Take Care of Your Garden Hose
A garden hose is an investment that should last many years. Do your part to keep it in good condition. Don't toss the hose end on the ground, driveway, patio, sidewalk. That can damage the metal hose end, bending, breaking, or crimping the metal coupling. A damaged coupling won't properly screw onto a watering device or hose. Result -- leaking or simply being unable to connect what you want, when you want it.

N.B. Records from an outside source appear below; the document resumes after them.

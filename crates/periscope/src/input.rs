//! Input-backend boundary.
//!
//! The actual click/type/key execution happens in external subprocess
//! backends. The core never drives them itself — it resolves references into
//! [`ActionTarget`]s and hands those over, so the request layer can pick
//! whichever backend the platform detection chose.

use serde::{Deserialize, Serialize};

use crate::errors::AutomationError;
use crate::provider::NodeHandle;
use crate::types::Bounds;

/// Mouse button for click actions.
#[derive(Debug, Clone, Copy, Default, PartialEq, Eq, Serialize, Deserialize)]
#[serde(rename_all = "lowercase")]
pub enum MouseButton {
    #[default]
    Left,
    Middle,
    Right,
}

/// A resolved, liveness-checked element ready to be acted on.
#[derive(Debug, Clone)]
pub struct ActionTarget {
    pub ref_id: String,
    pub bounds: Bounds,
    /// Back-reference for backends that can act through the accessibility
    /// service instead of synthesizing raw input.
    pub node: NodeHandle,
}

impl ActionTarget {
    /// Default click location: the center of the element's bounds.
    pub fn click_point(&self) -> (i32, i32) {
        self.bounds.center()
    }
}

/// External input execution contract. Implementations report per-action
/// success or failure; the core only supplies validated targets.
pub trait InputExecutor: Send + Sync {
    fn click(&self, target: &ActionTarget, button: MouseButton) -> Result<(), AutomationError>;

    fn click_at(&self, x: i32, y: i32, button: MouseButton) -> Result<(), AutomationError>;

    fn type_text(&self, target: &ActionTarget, text: &str) -> Result<(), AutomationError>;

    fn press_key(&self, key: &str, modifiers: &[&str]) -> Result<(), AutomationError>;
}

Check Walnut Trees for Thousand Cankers Disease
Thousand Cankers Disease (TCD) has been detected recently in Pennsylvania. In response, the Pennsylvania Department of Agriculture has quarantined wood in Bucks County; that is, no walnut and hardwood firewood may be removed from Bucks County. There is no cure for TCD. Walnut twig beetles, which carry a fungus, tunnel beneath the walnut tree bark, causing small cankers. Damage kills the tree within 10 years. Homeowners are encouraged to report sightings by calling 866-253-7189. The Pennsylvania Department of Agriculture, Pennsylvania State University, and state and federal agencies are surveying and monitoring to slow the spread of TCD. Other states reporting TCD include Arizona, California, Colorado, Idaho, Nevada, New Mexico, Oregon, Tennessee, Utah, Virginia, Washington.

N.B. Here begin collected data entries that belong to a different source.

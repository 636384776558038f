use thiserror::Error;

/// Errors surfaced by the automation core.
///
/// Only two of these abort a request outright: [`ServiceUnavailable`] when the
/// accessibility connection is gone, and [`InvalidArgument`] which is rejected
/// before any provider call is made. Everything else is recoverable by the
/// caller (re-snapshot, re-target).
///
/// [`ServiceUnavailable`]: AutomationError::ServiceUnavailable
/// [`InvalidArgument`]: AutomationError::InvalidArgument
#[derive(Error, Debug, Clone, PartialEq, Eq)]
pub enum AutomationError {
    /// The accessibility connection cannot be established or has died.
    /// Fatal for the current request, not for the process.
    #[error("Accessibility service unavailable: {0}")]
    ServiceUnavailable(String),

    /// Resolution of an expired, unknown, or gone reference. The caller is
    /// expected to re-snapshot; the id will never resolve again in this
    /// generation.
    #[error("Reference not found: {0}")]
    ReferenceNotFound(String),

    /// Lookup of a group id that was never created. An existing group with
    /// zero members is not an error.
    #[error("Window group not found: {0}")]
    GroupNotFound(String),

    /// No window matched a discovery query, or an unknown window id.
    #[error("Window not found: {0}")]
    WindowNotFound(String),

    /// Malformed input, rejected before any provider call is attempted.
    #[error("Invalid argument: {0}")]
    InvalidArgument(String),

    /// A fault reported by the accessibility service for a single node.
    /// Non-fatal during traversal: the affected subtree is skipped.
    #[error("Platform error: {0}")]
    PlatformError(String),

    /// The operation was cancelled through the desktop's cancellation token.
    #[error("Operation cancelled: {0}")]
    Cancelled(String),
}

impl AutomationError {
    /// Whether a traversal hitting this error must abandon the whole walk
    /// (as opposed to skipping the current subtree and continuing).
    pub fn is_fatal_for_traversal(&self) -> bool {
        matches!(
            self,
            AutomationError::ServiceUnavailable(_) | AutomationError::Cancelled(_)
        )
    }
}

Sow Cool Weather Veggie Crops
Sowing cool-weather veggie and herb seeds now will extend the harvest season by two months. Kale, Swiss chard, beets, spinach, pok choy, lettuces, radishes, carrots, peas, calendula, cilantro, spring mix, beets, and Brussels sprouts thrive in cooler temperatures. Follow seed packet directions for best success. Allow an extra two weeks for harvest to compensate for fall's shorter days and cooler temperatures.

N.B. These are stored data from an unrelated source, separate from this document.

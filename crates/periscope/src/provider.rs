//! The accessibility-service boundary.
//!
//! [`TreeProvider`] is the narrow contract the core consumes: a synchronous,
//! blocking, non-reentrant connection that can enumerate top-level windows and
//! answer per-node queries. The core never assumes anything about the wire
//! protocol behind it; everything protocol-shaped lives on the other side of
//! this trait.

use std::any::Any;
use std::fmt;
use std::sync::Arc;

use crate::errors::AutomationError;
use crate::types::{Bounds, RawStates};

/// Opaque back-reference to a live node owned by the tree provider.
///
/// `key` is the provider's stable identity for the node: two handles with the
/// same key refer to the same logical element, even when they come from
/// independent tree walks. The reference manager keys id stability on it.
/// The payload is whatever the provider needs to re-resolve the node and is
/// only ever inspected by the provider itself (via [`NodeHandle::payload`]).
#[derive(Clone)]
pub struct NodeHandle {
    key: u64,
    payload: Arc<dyn Any + Send + Sync>,
}

impl NodeHandle {
    pub fn new<P: Any + Send + Sync>(key: u64, payload: P) -> Self {
        Self {
            key,
            payload: Arc::new(payload),
        }
    }

    /// The provider's stable identity for this node.
    pub fn key(&self) -> u64 {
        self.key
    }

    /// Downcast the provider payload. Returns `None` for a foreign payload
    /// type, which a provider should treat as a node it does not own.
    pub fn payload<P: Any>(&self) -> Option<&P> {
        self.payload.downcast_ref::<P>()
    }
}

impl fmt::Debug for NodeHandle {
    fn fmt(&self, f: &mut fmt::Formatter<'_>) -> fmt::Result {
        f.debug_tuple("NodeHandle").field(&self.key).finish()
    }
}

impl PartialEq for NodeHandle {
    fn eq(&self, other: &Self) -> bool {
        self.key == other.key
    }
}

impl Eq for NodeHandle {}

impl std::hash::Hash for NodeHandle {
    fn hash<H: std::hash::Hasher>(&self, state: &mut H) {
        self.key.hash(state);
    }
}

/// Attributes of one node as reported by the service.
#[derive(Debug, Clone, Default)]
pub struct RawAttributes {
    /// Free-form role string; normalized by `ElementRole::from_raw`.
    pub role: String,
    /// Accessible name or label. Empty when the service reports none.
    pub name: String,
    pub states: RawStates,
    pub bounds: Bounds,
    /// Owning application name, populated at least for top-level windows.
    pub app_name: Option<String>,
}

/// Synchronous, blocking connection to the desktop accessibility service.
///
/// The connection is non-reentrant: exactly one call may be in flight at a
/// time. Callers never invoke this directly — every call is funneled through
/// [`ProviderGateway`](crate::gateway::ProviderGateway), which serializes
/// access and offloads the blocking work.
///
/// Error contract: [`AutomationError::ServiceUnavailable`] means the
/// connection itself is gone and the whole operation must abort;
/// [`AutomationError::PlatformError`] is a per-node fault (the node vanished,
/// its process hung) and traversal skips that subtree.
pub trait TreeProvider: Send + Sync {
    /// Enumerate the current top-level windows.
    fn list_windows(&self) -> Result<Vec<NodeHandle>, AutomationError>;

    /// Ordered children of a node.
    fn children(&self, node: &NodeHandle) -> Result<Vec<NodeHandle>, AutomationError>;

    /// Role, name, states, and bounds of a node.
    fn attributes(&self, node: &NodeHandle) -> Result<RawAttributes, AutomationError>;

    /// Whether the node still exists in the live tree.
    fn is_alive(&self, node: &NodeHandle) -> Result<bool, AutomationError>;
}

#[cfg(test)]
mod tests {
    use super::*;

    #[test]
    fn handle_identity_is_the_key() {
        let a = NodeHandle::new(7, "window payload");
        let b = NodeHandle::new(7, 123u32);
        let c = NodeHandle::new(8, "window payload");
        assert_eq!(a, b);
        assert_ne!(a, c);
    }

    #[test]
    fn payload_downcast() {
        let handle = NodeHandle::new(1, String::from("atspi path"));
        assert_eq!(handle.payload::<String>().unwrap(), "atspi path");
        assert!(handle.payload::<u32>().is_none());
    }
}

Plant Veggie Seedlings for Quick Harvest
For an earlier harvest, plant seedlings now of cauliflower, broccoli, green and red cabbage, Chinese kale, lettuces, chard, and spinach. Seedlings will mature to edible size within three to five weeks. They'll provide a tasty transition until seed-sown plants are ready to harvest.
Feed Perennials with Compost and Slow-Release Mineral Fertilizer
Top dress perennials with compost, vermicompost, or slow-release mineral fertilizer for spring bloom and foliage. Microbes will break down these organic materials through autumn and winter. Come spring, nutrients will be available to plant roots.